* _Assigned task_: Every line in the material below that includes "PaxSession" should be copied.

* _Data shown_:
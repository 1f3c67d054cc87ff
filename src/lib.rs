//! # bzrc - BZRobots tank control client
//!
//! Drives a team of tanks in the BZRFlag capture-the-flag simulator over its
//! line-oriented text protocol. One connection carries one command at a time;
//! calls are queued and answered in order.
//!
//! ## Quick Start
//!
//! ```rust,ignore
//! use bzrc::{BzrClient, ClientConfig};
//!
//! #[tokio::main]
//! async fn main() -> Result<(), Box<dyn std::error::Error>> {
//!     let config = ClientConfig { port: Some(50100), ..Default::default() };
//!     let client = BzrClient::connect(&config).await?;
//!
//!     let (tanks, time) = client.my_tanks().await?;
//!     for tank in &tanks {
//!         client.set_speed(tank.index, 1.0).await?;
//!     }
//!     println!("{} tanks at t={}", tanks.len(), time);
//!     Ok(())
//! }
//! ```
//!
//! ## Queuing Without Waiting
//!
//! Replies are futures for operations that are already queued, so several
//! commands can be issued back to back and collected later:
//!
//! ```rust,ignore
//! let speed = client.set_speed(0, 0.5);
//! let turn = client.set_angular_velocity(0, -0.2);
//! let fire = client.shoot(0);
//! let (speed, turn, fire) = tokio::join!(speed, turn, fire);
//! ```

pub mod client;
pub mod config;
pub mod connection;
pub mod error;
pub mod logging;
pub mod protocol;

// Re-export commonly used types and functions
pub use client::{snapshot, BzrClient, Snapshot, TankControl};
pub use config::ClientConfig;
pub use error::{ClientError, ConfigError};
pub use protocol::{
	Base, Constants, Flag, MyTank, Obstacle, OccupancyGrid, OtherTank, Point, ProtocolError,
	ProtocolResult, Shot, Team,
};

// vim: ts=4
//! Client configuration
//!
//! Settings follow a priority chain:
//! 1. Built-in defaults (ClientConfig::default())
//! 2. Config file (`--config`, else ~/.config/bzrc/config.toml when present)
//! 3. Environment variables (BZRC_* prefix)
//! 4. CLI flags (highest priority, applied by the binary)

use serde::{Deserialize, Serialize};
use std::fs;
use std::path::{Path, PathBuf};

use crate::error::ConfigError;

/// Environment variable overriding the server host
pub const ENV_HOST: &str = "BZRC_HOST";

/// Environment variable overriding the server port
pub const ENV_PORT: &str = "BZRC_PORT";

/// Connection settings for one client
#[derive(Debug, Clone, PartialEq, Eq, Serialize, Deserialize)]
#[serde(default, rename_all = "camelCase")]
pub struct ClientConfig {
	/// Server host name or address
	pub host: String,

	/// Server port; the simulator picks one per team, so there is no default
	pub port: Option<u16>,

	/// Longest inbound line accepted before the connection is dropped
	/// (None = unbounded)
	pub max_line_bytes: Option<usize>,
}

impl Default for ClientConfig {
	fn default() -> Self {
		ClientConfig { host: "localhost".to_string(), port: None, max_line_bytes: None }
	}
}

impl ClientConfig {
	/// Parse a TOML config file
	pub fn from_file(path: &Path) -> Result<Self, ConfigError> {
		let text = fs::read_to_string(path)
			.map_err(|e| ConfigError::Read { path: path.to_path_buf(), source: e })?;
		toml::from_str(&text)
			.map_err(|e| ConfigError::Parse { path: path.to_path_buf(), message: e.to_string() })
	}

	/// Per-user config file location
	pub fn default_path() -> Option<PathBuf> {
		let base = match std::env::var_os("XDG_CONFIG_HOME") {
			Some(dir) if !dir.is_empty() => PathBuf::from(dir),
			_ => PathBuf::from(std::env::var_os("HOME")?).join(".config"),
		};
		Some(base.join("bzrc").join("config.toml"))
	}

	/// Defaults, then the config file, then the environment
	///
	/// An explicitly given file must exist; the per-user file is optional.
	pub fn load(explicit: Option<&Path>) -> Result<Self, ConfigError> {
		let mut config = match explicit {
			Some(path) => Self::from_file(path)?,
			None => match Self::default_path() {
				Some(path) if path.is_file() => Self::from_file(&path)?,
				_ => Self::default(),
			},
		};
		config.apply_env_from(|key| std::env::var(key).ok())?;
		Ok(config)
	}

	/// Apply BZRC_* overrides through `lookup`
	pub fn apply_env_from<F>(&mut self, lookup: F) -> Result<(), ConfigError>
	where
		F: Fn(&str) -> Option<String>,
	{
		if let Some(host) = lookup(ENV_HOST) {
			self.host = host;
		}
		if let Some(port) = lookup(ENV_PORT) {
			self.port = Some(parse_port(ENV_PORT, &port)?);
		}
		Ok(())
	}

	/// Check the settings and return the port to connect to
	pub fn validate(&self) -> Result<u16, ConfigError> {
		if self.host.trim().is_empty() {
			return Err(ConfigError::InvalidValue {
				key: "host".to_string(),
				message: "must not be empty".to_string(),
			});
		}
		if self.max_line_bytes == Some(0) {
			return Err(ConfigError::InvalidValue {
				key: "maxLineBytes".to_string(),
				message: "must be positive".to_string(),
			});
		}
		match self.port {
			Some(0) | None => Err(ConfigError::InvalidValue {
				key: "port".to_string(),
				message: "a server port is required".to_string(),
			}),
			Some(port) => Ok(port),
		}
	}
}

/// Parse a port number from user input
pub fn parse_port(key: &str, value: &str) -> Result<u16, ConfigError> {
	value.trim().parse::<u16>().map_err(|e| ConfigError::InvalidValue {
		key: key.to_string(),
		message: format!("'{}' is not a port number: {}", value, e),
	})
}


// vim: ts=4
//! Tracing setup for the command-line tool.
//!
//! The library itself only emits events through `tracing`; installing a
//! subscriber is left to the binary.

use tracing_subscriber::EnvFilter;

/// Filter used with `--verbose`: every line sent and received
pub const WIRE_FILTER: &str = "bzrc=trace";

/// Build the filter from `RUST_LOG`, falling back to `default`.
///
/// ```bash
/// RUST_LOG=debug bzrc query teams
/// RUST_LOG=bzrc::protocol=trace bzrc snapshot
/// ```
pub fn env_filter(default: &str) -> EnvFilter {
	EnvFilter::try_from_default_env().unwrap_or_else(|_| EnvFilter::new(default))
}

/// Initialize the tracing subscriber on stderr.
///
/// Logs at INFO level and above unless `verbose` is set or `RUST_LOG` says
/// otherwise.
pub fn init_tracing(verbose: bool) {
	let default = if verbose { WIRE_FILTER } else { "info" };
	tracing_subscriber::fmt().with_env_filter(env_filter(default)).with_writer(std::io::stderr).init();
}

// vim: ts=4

* * *

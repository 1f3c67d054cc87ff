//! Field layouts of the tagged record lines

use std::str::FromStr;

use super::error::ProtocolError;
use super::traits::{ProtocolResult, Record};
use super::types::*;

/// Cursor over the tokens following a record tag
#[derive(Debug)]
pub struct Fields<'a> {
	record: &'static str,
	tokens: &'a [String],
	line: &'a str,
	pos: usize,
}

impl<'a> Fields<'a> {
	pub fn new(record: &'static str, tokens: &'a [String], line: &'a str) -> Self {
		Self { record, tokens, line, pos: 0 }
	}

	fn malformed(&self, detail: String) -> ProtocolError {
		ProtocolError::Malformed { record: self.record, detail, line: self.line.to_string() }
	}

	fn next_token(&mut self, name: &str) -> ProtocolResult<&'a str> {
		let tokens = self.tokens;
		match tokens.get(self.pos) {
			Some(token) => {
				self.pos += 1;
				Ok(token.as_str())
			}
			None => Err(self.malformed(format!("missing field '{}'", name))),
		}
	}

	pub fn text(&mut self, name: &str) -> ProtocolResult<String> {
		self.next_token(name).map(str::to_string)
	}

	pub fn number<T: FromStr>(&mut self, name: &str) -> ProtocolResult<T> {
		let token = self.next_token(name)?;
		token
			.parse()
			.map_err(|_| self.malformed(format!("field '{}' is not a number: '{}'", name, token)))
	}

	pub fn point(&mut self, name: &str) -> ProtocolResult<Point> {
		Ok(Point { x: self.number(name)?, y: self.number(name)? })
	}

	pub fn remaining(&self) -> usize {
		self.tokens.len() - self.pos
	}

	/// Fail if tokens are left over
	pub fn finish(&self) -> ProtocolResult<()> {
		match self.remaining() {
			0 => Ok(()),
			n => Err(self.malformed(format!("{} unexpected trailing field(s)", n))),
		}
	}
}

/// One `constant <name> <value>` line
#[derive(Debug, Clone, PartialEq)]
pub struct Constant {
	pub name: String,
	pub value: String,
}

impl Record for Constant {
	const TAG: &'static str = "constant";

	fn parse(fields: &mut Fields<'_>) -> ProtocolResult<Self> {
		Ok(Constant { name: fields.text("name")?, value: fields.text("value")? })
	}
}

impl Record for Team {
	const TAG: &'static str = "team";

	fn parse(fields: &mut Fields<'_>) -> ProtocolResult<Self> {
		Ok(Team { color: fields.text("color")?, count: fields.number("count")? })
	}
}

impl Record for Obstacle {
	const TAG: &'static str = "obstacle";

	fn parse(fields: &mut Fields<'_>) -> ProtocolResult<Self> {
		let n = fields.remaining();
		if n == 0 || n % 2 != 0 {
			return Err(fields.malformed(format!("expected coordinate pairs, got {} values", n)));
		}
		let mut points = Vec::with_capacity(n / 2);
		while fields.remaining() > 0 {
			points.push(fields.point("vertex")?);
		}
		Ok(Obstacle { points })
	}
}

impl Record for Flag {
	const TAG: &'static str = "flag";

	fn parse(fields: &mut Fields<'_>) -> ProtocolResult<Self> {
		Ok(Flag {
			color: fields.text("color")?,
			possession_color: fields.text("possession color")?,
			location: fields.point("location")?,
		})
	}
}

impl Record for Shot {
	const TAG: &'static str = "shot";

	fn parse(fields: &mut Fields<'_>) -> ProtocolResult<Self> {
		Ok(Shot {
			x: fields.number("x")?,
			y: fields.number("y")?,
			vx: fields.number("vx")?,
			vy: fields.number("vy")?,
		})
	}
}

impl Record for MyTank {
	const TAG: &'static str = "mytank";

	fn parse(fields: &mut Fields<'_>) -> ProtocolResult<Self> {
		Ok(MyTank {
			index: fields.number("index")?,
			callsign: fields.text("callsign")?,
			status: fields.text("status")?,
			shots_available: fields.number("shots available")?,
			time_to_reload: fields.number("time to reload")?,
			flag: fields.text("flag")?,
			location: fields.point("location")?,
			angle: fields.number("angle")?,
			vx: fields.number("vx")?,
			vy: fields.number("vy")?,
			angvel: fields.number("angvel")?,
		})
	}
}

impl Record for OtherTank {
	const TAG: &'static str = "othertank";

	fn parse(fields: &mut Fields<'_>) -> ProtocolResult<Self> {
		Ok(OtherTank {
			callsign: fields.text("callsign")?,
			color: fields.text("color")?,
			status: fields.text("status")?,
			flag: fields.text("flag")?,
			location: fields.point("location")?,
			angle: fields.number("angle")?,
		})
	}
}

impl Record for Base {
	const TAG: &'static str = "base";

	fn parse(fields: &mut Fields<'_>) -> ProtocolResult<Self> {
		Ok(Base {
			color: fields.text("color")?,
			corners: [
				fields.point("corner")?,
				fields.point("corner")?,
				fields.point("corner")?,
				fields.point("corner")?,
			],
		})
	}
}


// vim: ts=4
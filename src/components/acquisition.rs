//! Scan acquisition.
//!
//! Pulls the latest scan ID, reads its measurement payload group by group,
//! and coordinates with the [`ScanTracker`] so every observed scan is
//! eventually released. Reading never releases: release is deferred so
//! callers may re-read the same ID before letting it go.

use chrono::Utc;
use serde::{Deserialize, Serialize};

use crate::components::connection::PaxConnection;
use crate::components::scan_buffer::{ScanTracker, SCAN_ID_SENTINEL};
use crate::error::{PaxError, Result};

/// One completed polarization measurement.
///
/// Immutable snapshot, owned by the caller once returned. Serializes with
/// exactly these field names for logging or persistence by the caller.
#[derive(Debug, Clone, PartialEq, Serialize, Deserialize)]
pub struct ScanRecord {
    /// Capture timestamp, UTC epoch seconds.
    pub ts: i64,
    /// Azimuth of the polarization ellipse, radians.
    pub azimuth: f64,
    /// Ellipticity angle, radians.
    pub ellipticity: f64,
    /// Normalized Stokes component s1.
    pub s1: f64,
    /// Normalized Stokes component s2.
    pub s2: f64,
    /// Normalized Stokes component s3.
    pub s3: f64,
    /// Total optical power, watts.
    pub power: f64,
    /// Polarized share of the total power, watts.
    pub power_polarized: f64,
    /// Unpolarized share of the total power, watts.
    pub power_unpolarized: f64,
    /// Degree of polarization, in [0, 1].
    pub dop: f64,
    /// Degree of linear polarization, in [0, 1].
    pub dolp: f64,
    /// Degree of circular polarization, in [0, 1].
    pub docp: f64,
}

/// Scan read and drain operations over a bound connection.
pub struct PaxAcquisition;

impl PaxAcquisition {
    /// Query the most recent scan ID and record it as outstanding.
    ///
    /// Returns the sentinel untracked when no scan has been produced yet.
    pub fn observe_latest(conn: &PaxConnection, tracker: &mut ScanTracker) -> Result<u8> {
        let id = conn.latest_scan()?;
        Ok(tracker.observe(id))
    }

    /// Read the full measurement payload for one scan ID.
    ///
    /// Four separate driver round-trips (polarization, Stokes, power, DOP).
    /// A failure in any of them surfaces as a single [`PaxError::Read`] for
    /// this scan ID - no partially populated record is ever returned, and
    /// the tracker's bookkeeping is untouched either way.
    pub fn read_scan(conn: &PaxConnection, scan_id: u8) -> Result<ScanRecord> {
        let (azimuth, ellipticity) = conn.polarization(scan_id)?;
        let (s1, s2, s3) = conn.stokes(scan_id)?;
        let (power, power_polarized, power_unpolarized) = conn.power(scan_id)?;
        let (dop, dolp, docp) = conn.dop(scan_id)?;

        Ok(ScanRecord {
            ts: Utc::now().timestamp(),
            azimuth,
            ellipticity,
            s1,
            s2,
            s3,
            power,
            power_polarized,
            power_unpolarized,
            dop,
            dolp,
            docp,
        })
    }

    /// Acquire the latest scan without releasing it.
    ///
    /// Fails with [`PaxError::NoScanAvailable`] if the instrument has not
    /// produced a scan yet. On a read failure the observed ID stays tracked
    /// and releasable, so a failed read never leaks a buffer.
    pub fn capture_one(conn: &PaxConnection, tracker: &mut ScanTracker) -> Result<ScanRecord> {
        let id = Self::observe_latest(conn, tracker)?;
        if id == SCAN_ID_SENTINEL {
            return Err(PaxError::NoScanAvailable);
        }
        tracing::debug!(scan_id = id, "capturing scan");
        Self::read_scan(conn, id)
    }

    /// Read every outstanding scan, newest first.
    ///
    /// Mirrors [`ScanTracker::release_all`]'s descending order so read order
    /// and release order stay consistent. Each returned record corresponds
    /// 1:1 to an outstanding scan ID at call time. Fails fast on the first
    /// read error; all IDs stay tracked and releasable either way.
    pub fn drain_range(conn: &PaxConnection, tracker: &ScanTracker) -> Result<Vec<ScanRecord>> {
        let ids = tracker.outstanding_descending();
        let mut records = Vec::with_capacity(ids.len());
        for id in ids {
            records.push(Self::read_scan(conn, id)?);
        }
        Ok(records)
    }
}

...

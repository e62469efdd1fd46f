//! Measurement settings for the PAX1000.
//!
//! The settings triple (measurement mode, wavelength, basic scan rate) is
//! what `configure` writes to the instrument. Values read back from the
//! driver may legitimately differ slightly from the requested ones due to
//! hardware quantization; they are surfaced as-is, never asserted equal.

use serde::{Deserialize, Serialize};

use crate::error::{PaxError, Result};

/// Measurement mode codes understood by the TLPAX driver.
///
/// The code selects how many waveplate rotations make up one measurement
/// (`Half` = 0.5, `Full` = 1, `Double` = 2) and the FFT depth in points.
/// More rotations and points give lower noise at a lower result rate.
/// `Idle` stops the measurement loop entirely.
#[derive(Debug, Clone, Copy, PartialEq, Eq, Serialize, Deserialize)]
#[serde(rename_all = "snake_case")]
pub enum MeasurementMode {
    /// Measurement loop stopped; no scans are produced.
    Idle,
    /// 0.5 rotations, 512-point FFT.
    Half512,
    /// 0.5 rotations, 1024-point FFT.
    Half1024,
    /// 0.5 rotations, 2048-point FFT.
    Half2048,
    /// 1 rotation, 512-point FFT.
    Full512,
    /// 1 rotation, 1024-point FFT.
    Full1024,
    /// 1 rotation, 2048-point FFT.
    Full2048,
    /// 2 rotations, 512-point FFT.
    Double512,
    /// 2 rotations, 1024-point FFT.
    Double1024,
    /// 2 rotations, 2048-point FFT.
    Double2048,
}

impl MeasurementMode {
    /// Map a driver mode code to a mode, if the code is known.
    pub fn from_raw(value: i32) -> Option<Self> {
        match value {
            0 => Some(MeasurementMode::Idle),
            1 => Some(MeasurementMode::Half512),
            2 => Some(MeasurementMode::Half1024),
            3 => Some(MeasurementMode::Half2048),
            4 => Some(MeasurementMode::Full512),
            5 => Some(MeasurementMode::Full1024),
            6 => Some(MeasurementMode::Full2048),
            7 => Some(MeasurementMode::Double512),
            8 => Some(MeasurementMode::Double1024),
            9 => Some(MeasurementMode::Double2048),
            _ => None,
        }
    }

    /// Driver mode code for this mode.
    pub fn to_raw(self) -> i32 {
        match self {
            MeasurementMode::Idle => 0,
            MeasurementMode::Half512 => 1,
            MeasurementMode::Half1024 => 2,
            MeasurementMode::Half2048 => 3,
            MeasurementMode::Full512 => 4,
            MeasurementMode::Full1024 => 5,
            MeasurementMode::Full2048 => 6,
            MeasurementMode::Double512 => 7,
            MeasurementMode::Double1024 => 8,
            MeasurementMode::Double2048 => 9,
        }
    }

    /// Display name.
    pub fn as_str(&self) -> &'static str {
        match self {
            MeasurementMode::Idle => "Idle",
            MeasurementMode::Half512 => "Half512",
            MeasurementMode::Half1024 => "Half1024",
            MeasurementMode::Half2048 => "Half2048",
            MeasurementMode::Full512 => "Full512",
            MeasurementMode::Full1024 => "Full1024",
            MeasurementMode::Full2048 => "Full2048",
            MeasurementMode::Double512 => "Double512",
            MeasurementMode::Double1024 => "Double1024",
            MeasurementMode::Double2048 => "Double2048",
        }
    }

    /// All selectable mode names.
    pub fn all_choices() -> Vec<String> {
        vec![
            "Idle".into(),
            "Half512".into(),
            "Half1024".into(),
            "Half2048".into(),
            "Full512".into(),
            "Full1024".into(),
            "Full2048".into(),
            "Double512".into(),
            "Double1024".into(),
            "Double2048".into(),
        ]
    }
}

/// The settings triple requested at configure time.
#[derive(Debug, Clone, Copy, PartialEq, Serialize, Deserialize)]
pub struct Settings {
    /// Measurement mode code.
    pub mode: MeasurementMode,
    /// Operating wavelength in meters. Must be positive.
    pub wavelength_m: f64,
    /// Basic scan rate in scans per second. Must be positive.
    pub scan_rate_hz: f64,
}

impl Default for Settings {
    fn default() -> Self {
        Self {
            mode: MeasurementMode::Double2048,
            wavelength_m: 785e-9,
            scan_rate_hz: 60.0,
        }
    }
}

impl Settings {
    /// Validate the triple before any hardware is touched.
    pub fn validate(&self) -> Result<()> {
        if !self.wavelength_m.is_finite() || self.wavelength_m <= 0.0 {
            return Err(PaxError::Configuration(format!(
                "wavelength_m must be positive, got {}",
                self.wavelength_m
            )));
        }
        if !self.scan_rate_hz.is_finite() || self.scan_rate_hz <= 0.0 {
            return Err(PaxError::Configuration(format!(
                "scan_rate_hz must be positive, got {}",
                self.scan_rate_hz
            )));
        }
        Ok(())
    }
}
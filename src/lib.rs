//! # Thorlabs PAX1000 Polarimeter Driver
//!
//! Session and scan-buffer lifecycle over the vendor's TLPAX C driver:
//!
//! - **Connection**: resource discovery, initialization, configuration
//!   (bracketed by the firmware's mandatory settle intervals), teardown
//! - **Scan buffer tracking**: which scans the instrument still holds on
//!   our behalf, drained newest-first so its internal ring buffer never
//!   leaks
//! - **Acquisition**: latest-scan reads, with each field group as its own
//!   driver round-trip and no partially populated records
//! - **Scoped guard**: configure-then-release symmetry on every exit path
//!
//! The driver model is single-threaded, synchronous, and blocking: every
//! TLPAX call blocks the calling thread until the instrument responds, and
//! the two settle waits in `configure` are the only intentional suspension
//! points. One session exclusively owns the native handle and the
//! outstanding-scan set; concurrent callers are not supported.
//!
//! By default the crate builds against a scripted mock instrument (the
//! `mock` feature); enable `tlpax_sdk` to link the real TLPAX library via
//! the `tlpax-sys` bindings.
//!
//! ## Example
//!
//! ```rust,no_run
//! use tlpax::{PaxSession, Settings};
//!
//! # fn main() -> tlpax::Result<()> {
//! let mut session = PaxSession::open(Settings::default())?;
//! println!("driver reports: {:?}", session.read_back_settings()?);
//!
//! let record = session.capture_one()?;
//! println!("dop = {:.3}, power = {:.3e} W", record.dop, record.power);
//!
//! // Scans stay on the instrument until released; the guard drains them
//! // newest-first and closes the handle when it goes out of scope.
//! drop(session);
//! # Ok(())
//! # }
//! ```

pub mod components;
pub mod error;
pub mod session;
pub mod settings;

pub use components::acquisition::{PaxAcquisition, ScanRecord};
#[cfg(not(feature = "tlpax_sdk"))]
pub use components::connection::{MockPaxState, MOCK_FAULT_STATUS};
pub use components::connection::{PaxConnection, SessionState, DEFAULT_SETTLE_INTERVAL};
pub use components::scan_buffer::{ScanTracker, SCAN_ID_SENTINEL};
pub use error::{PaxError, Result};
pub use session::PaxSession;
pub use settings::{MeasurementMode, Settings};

* _The completed task_:
//! use tlpax::{PaxSession, Settings};
//! let mut session = PaxSession::open(Settings::default())?;
pub use session::PaxSession;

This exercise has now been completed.